Published on September 1, 2017

Alive was approached by TriStar Summit Medical Center two years ago to explore whether we would be interested in providing an inpatient palliative care consult service to their patients. The Alive Palliative Medicine service was implemented in the Tristar Summit Hospital in May 2016 and will be starting at TriStar Centennial Medical Center in September.

Palliative care is a relatively new specialty service now offered in most hospitals in the United States. It makes sense that Alive would be approached to provide this level of expertise because hospice care includes the use of palliative care offered to patients with a life-limiting illness and their decision to forego further attempts at curative treatment. Palliative care is the specialized medical care involving management of pain and other symptoms of a patient’s illness to prevent and relieve suffering during the entire course of the disease process.

Alive Palliative Medicine clinicians always advocate for the patient and their expressed goals of care. It’s what we do.

Palliative medicine is used in patients at all stages of an illness, not just at the end of life. Our physicians and nurse practitioners are specifically trained in the specialties of hospice and palliative medicine and are ideally suited to meet the needs of the hospitalized patients with significant pain and other symptoms. Many of these patients suffer from several serious chronic illnesses that result in re-admissions to the hospital, often for additional symptom management.

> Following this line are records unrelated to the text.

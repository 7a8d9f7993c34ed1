/// Gallery rendering shared by cards, the admin list and the lightbox

use iced::widget::{button, canvas, container, image, row, stack, text, Space};
use iced::{Alignment, Background, Border, Color, ContentFit, Element, Length, Theme};

use super::surface::{DragSurface, GalleryTarget};
use crate::carousel::Gallery;
use crate::state::images::{ImageState, ImageStore};
use crate::Message;

/// Slides on screen at the gallery's rendered offset.
///
/// Between two rest positions the leading and trailing slides share the
/// width in proportion to how far the track has moved.
pub fn track<'a>(gallery: &Gallery, images: &ImageStore, fit: ContentFit) -> Element<'a, Message> {
    let Some(visible) = gallery.visible_slides() else {
        return Space::new(Length::Fill, Length::Fill).into();
    };

    if visible.fraction <= 0.0 {
        return slot(gallery, visible.leading, images, fit);
    }

    row![
        container(slot(gallery, visible.leading, images, fit))
            .width(Length::FillPortion(portion(1.0 - visible.fraction)))
            .height(Length::Fill)
            .clip(true),
        container(slot(gallery, visible.trailing, images, fit))
            .width(Length::FillPortion(portion(visible.fraction)))
            .height(Length::Fill)
            .clip(true),
    ]
    .into()
}

fn portion(share: f32) -> u16 {
    ((share * 1000.0).round() as u16).max(1)
}

fn slot<'a>(
    gallery: &Gallery,
    index: Option<usize>,
    images: &ImageStore,
    fit: ContentFit,
) -> Element<'a, Message> {
    match index.and_then(|i| gallery.slides().get(i)) {
        Some(reference) => picture(reference, images, fit),
        None => Space::new(Length::Fill, Length::Fill).into(),
    }
}

/// One image reference at full size of its slot
pub fn picture<'a>(reference: &str, images: &ImageStore, fit: ContentFit) -> Element<'a, Message> {
    match images.get(reference) {
        Some(ImageState::Ready(handle)) => image(handle.clone())
            .content_fit(fit)
            .width(Length::Fill)
            .height(Length::Fill)
            .into(),
        Some(ImageState::Loading) => container(text("Loading...").size(12))
            .center(Length::Fill)
            .into(),
        // Failed loads keep their slot and show nothing
        _ => Space::new(Length::Fill, Length::Fill).into(),
    }
}

/// Slides, drag surface and prev/next arrows stacked in that order
pub fn gallery<'a>(
    gallery: &Gallery,
    target: GalleryTarget,
    images: &ImageStore,
    fit: ContentFit,
) -> Element<'a, Message> {
    let surface = canvas(DragSurface::new(target.clone()))
        .width(Length::Fill)
        .height(Length::Fill);

    let mut layers = stack![track(gallery, images, fit), surface];
    if gallery.len() > 1 {
        layers = layers.push(arrows(target));
    }
    layers.width(Length::Fill).height(Length::Fill).into()
}

fn arrows<'a>(target: GalleryTarget) -> Element<'a, Message> {
    let arrow = |label: &'static str, delta: i64| {
        button(text(label).size(20))
            .padding([2, 10])
            .style(button::secondary)
            .on_press(Message::Step(target.clone(), delta))
    };

    container(
        row![arrow("‹", -1), Space::with_width(Length::Fill), arrow("›", 1)]
            .align_y(Alignment::Center)
            .padding(6),
    )
    .height(Length::Fill)
    .center_y(Length::Fill)
    .into()
}

/// Indicator dots following the live preview index during a drag
pub fn dots<'a>(gallery: &Gallery, target: GalleryTarget) -> Element<'a, Message> {
    let active = gallery.display_index();
    let dots = (0..gallery.len()).map(|index| {
        let is_active = index == active;
        let dot = container(Space::new(8, 8)).style(move |theme: &Theme| dot_style(theme, is_active));
        button(dot)
            .padding(3)
            .style(button::text)
            .on_press(Message::GoTo(target.clone(), index))
            .into()
    });
    row(dots).spacing(2).align_y(Alignment::Center).into()
}

fn dot_style(theme: &Theme, active: bool) -> container::Style {
    let color = if active {
        theme.extended_palette().primary.strong.color
    } else {
        Color::from_rgba(1.0, 1.0, 1.0, 0.3)
    };
    container::Style {
        background: Some(Background::Color(color)),
        border: Border {
            radius: 4.0.into(),
            ..Border::default()
        },
        ..container::Style::default()
    }
}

Patients referred for palliative care consultation may be identified by hospital care managers because of recurring hospitalizations, ongoing pain or other symptoms that have not responded to usual therapy, increased frailty as the illness progresses or recurrence of cancer with a new burden of symptoms (either from the cancer or its treatments). An order is written for an Alive Palliative Medicine consult and our nurse practitioner assesses the patient for their specific needs. Palliative care management begins with the patient’s expressed goals of care and the symptoms identified by the team.

Some of the symptoms will require medications, but other non-pharmacologic approaches to symptom management are also considered. In some cases, the patient may be approaching the late stages of the illness for which hospice care might be an option. The palliative care consultant will then notify the hospital care manager to determine whether a referral will be made to hospice and which hospice the patient chooses. In our early experience, fewer than half of patients transition to hospice care which reflects the goal of managing these patients’ symptoms earlier in the course of their illness.

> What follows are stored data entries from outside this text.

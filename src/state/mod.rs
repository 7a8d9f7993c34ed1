/// State management module
///
/// This module handles all application state, including:
/// - The local cache database (library.rs)
/// - Shared data structures and API response normalization (data.rs)
/// - The in-memory catalog and its filters (catalog.rs)
/// - Image load tracking (images.rs)
/// - Website form drafts (draft.rs)

pub mod catalog;
pub mod data;
pub mod draft;
pub mod images;
pub mod library;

Our clinicians are trained to have difficult conversations with patients and their loved ones about decisions that they can make about their ongoing care. These conversations may be the critical part of establishing the right treatment for the right patient at the right time in the right location. Our team works closely with the hospital care managers to make appropriate transitions of care post-hospitalizations with coordination of care among all providers. The Alive Palliative Medicine service has seen a significant increase in the number of patients since its implementation at Tristar Summit Hospital and is recognized as a valuable member of the hospital team caring for these patients.

Patient-centered care is at the heart of palliative and hospice medicine. Patients are not only the focus of the treatments, but must have the greater voice in determining the course of their treatment, sometimes even electing not to undergo recommended treatments. Alive Palliative Medicine clinicians always advocate for the patient and their expressed goals of care. It’s what we do.